> Requirement
Would you please copy each line of the data in which the string "enum" occurs?

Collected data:
== Segment start ==

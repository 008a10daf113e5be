//! WhatsApp relay client.
//!
//! Talks to a go-whatsapp-web-multidevice style bridge: replies go out through
//! `/send/message`, and `/webhook/register` tells the bridge where to deliver
//! inbound messages.

use std::time::Duration;

use serde::Serialize;
use tracing::{debug, info};

use crate::chatbot::message::RelayMessage;

const RELAY_TIMEOUT: Duration = Duration::from_secs(10);

/// Events the bridge should forward to our webhook.
const WEBHOOK_EVENTS: [&str; 3] = ["message_received", "message_sent", "message_updated"];

#[derive(Serialize)]
struct RegisterRequest<'a> {
    webhook_url: &'a str,
    events: [&'static str; 3],
}

pub struct RelayClient {
    base_url: String,
    client: reqwest::Client,
}

impl RelayClient {
    /// `base_url` is the bridge root, e.g. "http://localhost:3000".
    pub fn new(base_url: &str) -> Result<Self, Error> {
        let client = reqwest::Client::builder()
            .timeout(RELAY_TIMEOUT)
            .build()
            .map_err(|e| Error::Http(e.to_string()))?;

        Ok(Self {
            base_url: base_url.trim_end_matches('/').to_string(),
            client,
        })
    }

    pub fn base_url(&self) -> &str {
        &self.base_url
    }

    /// Send `text` to the WhatsApp JID `phone`.
    pub async fn send_message(&self, phone: &str, text: &str) -> Result<(), Error> {
        let body = RelayMessage::reply(phone, text);
        debug!("Sending to relay: {:?}", body);

        let response = self
            .client
            .post(format!("{}/send/message", self.base_url))
            .header("Accept", "application/json")
            .header("Origin", &self.base_url)
            .header("Referer", format!("{}/", self.base_url))
            .json(&body)
            .send()
            .await
            .map_err(|e| Error::Http(e.to_string()))?;

        let status = response.status();
        let body = response.text().await.unwrap_or_else(|e| {
            debug!("Failed to read relay response body: {e}");
            String::new()
        });
        debug!("Relay response {status}: {body}");

        if !status.is_success() {
            return Err(Error::Status {
                status: status.as_u16(),
                body,
            });
        }

        info!("📤 Reply delivered to {phone}");
        Ok(())
    }

    /// Ask the bridge to deliver message events to `webhook_url`.
    pub async fn register_webhook(&self, webhook_url: &str) -> Result<(), Error> {
        let request = RegisterRequest {
            webhook_url,
            events: WEBHOOK_EVENTS,
        };

        let response = self
            .client
            .post(format!("{}/webhook/register", self.base_url))
            .header("Accept", "application/json")
            .json(&request)
            .send()
            .await
            .map_err(|e| Error::Http(e.to_string()))?;

        let status = response.status();
        let body = response.text().await.unwrap_or_else(|e| {
            debug!("Failed to read relay response body: {e}");
            String::new()
        });

        if !status.is_success() {
            return Err(Error::Status {
                status: status.as_u16(),
                body,
            });
        }

        info!("Registered webhook {webhook_url} with relay: {body}");
        Ok(())
    }
}

#[derive(Debug)]
pub enum Error {
    Http(String),
    Status { status: u16, body: String },
}

impl std::fmt::Display for Error {
    fn fmt(&self, f: &mut std::fmt::Formatter<'_>) -> std::fmt::Result {
        match self {
            Error::Http(e) => write!(f, "relay request failed: {e}"),
            Error::Status { status, body } => {
                write!(f, "unexpected status code: {status}, body: {body}")
            }
        }
    }
}

impl std::error::Error for Error {}
//! Groq chat-completion client.

use serde::{Deserialize, Serialize};
use tracing::{debug, warn};

use crate::chatbot::context::{Done, RequestContext};
use crate::chatbot::message::ChatMessage;
use crate::config::Config;
use crate::retry::{Attempt, RetryPolicy};

pub struct Client {
    http: reqwest::Client,
    api_key: String,
    endpoint: String,
    model: String,
    system_prompt: String,
    retry: RetryPolicy,
}

#[derive(Debug, Serialize)]
struct ChatRequest<'a> {
    messages: [ChatMessage; 2],
    model: &'a str,
}

#[derive(Deserialize)]
struct ChatResponse {
    choices: Vec<Choice>,
}

#[derive(Deserialize)]
struct Choice {
    message: ChoiceMessage,
}

#[derive(Deserialize)]
struct ChoiceMessage {
    content: String,
}

impl Client {
    pub fn new(config: &Config, retry: RetryPolicy) -> Result<Self, Error> {
        let http = reqwest::Client::builder()
            .timeout(config.request_timeout)
            .build()
            .map_err(|e| Error::Http(e.to_string()))?;

        Ok(Self {
            http,
            api_key: config.groq_api_key.clone(),
            endpoint: config.groq_api_url.clone(),
            model: config.model_name.clone(),
            system_prompt: config.system_prompt.clone(),
            retry,
        })
    }

    pub fn model(&self) -> &str {
        &self.model
    }

    fn request<'a>(&'a self, prompt: &str) -> ChatRequest<'a> {
        ChatRequest {
            messages: [
                ChatMessage::system(self.system_prompt.as_str()),
                ChatMessage::user(prompt),
            ],
            model: &self.model,
        }
    }

    /// Send `prompt` with the configured system prompt and return the first
    /// completion.
    pub async fn send(&self, ctx: &RequestContext, prompt: &str) -> Result<String, Error> {
        let request = self.request(prompt);
        let mut retry = 0;

        let response = loop {
            let sent = ctx
                .run(
                    self.http
                        .post(&self.endpoint)
                        .bearer_auth(&self.api_key)
                        .json(&request)
                        .send(),
                )
                .await
                .map_err(Error::Cancelled)?;

            let attempt = match &sent {
                Ok(response) if response.status().is_success() => None,
                Ok(response) => Some(Attempt::Status(response.status())),
                Err(_) => Some(Attempt::Transport),
            };
            let Some(attempt) = attempt else {
                break sent;
            };

            retry += 1;
            let Some(delay) = self.retry.next_delay(retry, attempt) else {
                break sent;
            };
            warn!("Groq attempt {retry} failed ({attempt:?}), retrying in {delay:?}");
            ctx.run(tokio::time::sleep(delay))
                .await
                .map_err(Error::Cancelled)?;
        };

        let response = response.map_err(|e| Error::Http(e.to_string()))?;
        let status = response.status();
        if !status.is_success() {
            let body = ctx
                .run(response.text())
                .await
                .map_err(Error::Cancelled)?
                .unwrap_or_else(|e| {
                    debug!("Failed to read Groq error body: {e}");
                    String::new()
                });
            return Err(Error::Api {
                status: status.as_u16(),
                body,
            });
        }

        let body = ctx
            .run(response.text())
            .await
            .map_err(Error::Cancelled)?
            .map_err(|e| Error::Http(e.to_string()))?;
        debug!("Groq response: {} bytes", body.len());

        let parsed: ChatResponse =
            serde_json::from_str(&body).map_err(|e| Error::Parse(e.to_string()))?;

        parsed
            .choices
            .into_iter()
            .next()
            .map(|c| c.message.content)
            .ok_or(Error::Empty)
    }
}

#[derive(Debug)]
pub enum Error {
    Http(String),
    Api { status: u16, body: String },
    Parse(String),
    Empty,
    Cancelled(Done),
}

impl std::fmt::Display for Error {
    fn fmt(&self, f: &mut std::fmt::Formatter<'_>) -> std::fmt::Result {
        match self {
            Error::Http(e) => write!(f, "HTTP error: {e}"),
            Error::Api { status, body } => write!(f, "API error: {status}: {body}"),
            Error::Parse(e) => write!(f, "Parse error: {e}"),
            Error::Empty => write!(f, "Empty response"),
            Error::Cancelled(done) => write!(f, "Request aborted: {done}"),
        }
    }
}

impl std::error::Error for Error {}
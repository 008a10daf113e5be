//! Retry policy for outbound HTTP calls.

use std::time::Duration;

use reqwest::StatusCode;

/// What a single attempt produced, as seen by the retry predicate.
#[derive(Debug, Clone, Copy)]
pub enum Attempt {
    /// The request never produced a response (connect, timeout, reset).
    Transport,
    /// A response arrived with this status.
    Status(StatusCode),
}

/// Delay before retry `n` (1-based).
#[derive(Debug, Clone, Copy)]
pub enum Backoff {
    /// `step * n`, capped at `max`.
    Linear { step: Duration, max: Duration },
    Fixed(Duration),
}

impl Backoff {
    pub fn delay(&self, retry: u32) -> Duration {
        match *self {
            Backoff::Linear { step, max } => step.saturating_mul(retry).min(max),
            Backoff::Fixed(d) => d,
        }
    }
}

/// Fixed-count retry policy injected into HTTP clients.
#[derive(Debug, Clone)]
pub struct RetryPolicy {
    /// Retries after the first attempt; total attempts = max_retries + 1.
    pub max_retries: u32,
    pub backoff: Backoff,
    pub retry_on: fn(Attempt) -> bool,
}

/// Retry transport failures and 5xx responses.
pub fn transient(attempt: Attempt) -> bool {
    match attempt {
        Attempt::Transport => true,
        Attempt::Status(status) => status.is_server_error(),
    }
}

impl Default for RetryPolicy {
    fn default() -> Self {
        Self {
            max_retries: 3,
            backoff: Backoff::Linear {
                step: Duration::from_secs(1),
                max: Duration::from_secs(5),
            },
            retry_on: transient,
        }
    }
}

impl RetryPolicy {
    /// Single attempt, never retried.
    pub fn none() -> Self {
        Self {
            max_retries: 0,
            backoff: Backoff::Fixed(Duration::ZERO),
            retry_on: transient,
        }
    }

    /// How long to wait before retry number `retry`, or `None` to give up.
    pub fn next_delay(&self, retry: u32, attempt: Attempt) -> Option<Duration> {
        if retry > self.max_retries || !(self.retry_on)(attempt) {
            return None;
        }
        Some(self.backoff.delay(retry))
    }
}

#[cfg(test)]
mod tests {
    use super::*;

    #[test]
    fn test_linear_backoff_is_capped() {
        let backoff = Backoff::Linear {
            step: Duration::from_secs(2),
            max: Duration::from_secs(5),
        };
        assert_eq!(backoff.delay(1), Duration::from_secs(2));
        assert_eq!(backoff.delay(2), Duration::from_secs(4));
        assert_eq!(backoff.delay(3), Duration::from_secs(5));
        assert_eq!(backoff.delay(100), Duration::from_secs(5));
    }

    #[test]
    fn test_default_retries_server_errors_only() {
        let policy = RetryPolicy::default();
        let server_error = Attempt::Status(StatusCode::BAD_GATEWAY);
        assert_eq!(policy.next_delay(1, server_error), Some(Duration::from_secs(1)));
        assert_eq!(policy.next_delay(3, Attempt::Transport), Some(Duration::from_secs(3)));
        assert_eq!(policy.next_delay(4, server_error), None);
        assert_eq!(policy.next_delay(1, Attempt::Status(StatusCode::BAD_REQUEST)), None);
        assert_eq!(policy.next_delay(1, Attempt::Status(StatusCode::TOO_MANY_REQUESTS)), None);
    }

    #[test]
    fn test_none_never_retries() {
        let policy = RetryPolicy::none();
        assert_eq!(policy.next_delay(1, Attempt::Transport), None);
    }
}
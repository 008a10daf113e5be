//! Conversation handler - one LLM call, then a best-effort log write.

use std::sync::Arc;

use tracing::{info, warn};

use crate::chatbot::context::{Done, RequestContext};
use crate::chatbot::database::Store;
use crate::groq;

/// What happened to the interaction log write.
///
/// Logging is diagnostic: none of these outcomes turn a successful reply into
/// an error.
#[derive(Debug, Clone, PartialEq, Eq)]
pub enum LogOutcome {
    Stored,
    /// The write was attempted and failed.
    Failed(String),
    /// The context finished before the write could start.
    Skipped(Done),
}

/// A successful reply.
#[derive(Debug, Clone)]
pub struct Reply {
    /// The completion text, exactly as the gateway returned it.
    pub text: String,
    pub logged: LogOutcome,
}

pub struct ConversationHandler {
    gateway: groq::Client,
    store: Arc<Store>,
}

impl ConversationHandler {
    pub fn new(gateway: groq::Client, store: Arc<Store>) -> Self {
        Self { gateway, store }
    }

    pub fn store(&self) -> &Arc<Store> {
        &self.store
    }

    pub async fn handle(&self, ctx: &RequestContext, input: &str) -> Result<Reply, groq::Error> {
        let preview: String = input.chars().take(100).collect();
        info!("💬 Prompt: \"{preview}\"");

        let text = self.gateway.send(ctx, input).await?;
        let logged = self.record(ctx, input, &text).await;

        Ok(Reply { text, logged })
    }

    /// Best-effort write of a completed exchange. Skipped once `ctx` is done.
    pub(crate) async fn record(&self, ctx: &RequestContext, input: &str, text: &str) -> LogOutcome {
        if let Some(done) = ctx.err() {
            warn!("Skipping interaction log: {done}");
            return LogOutcome::Skipped(done);
        }
        match self.store.log_interaction(input, text).await {
            Ok(()) => LogOutcome::Stored,
            Err(e) => {
                warn!("Failed to log interaction: {e}");
                LogOutcome::Failed(e.to_string())
            }
        }
    }
}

== Segment end ==

> Task response
pub enum Error {
pub enum Error {
pub enum Attempt {
pub enum Backoff {
pub enum LogOutcome {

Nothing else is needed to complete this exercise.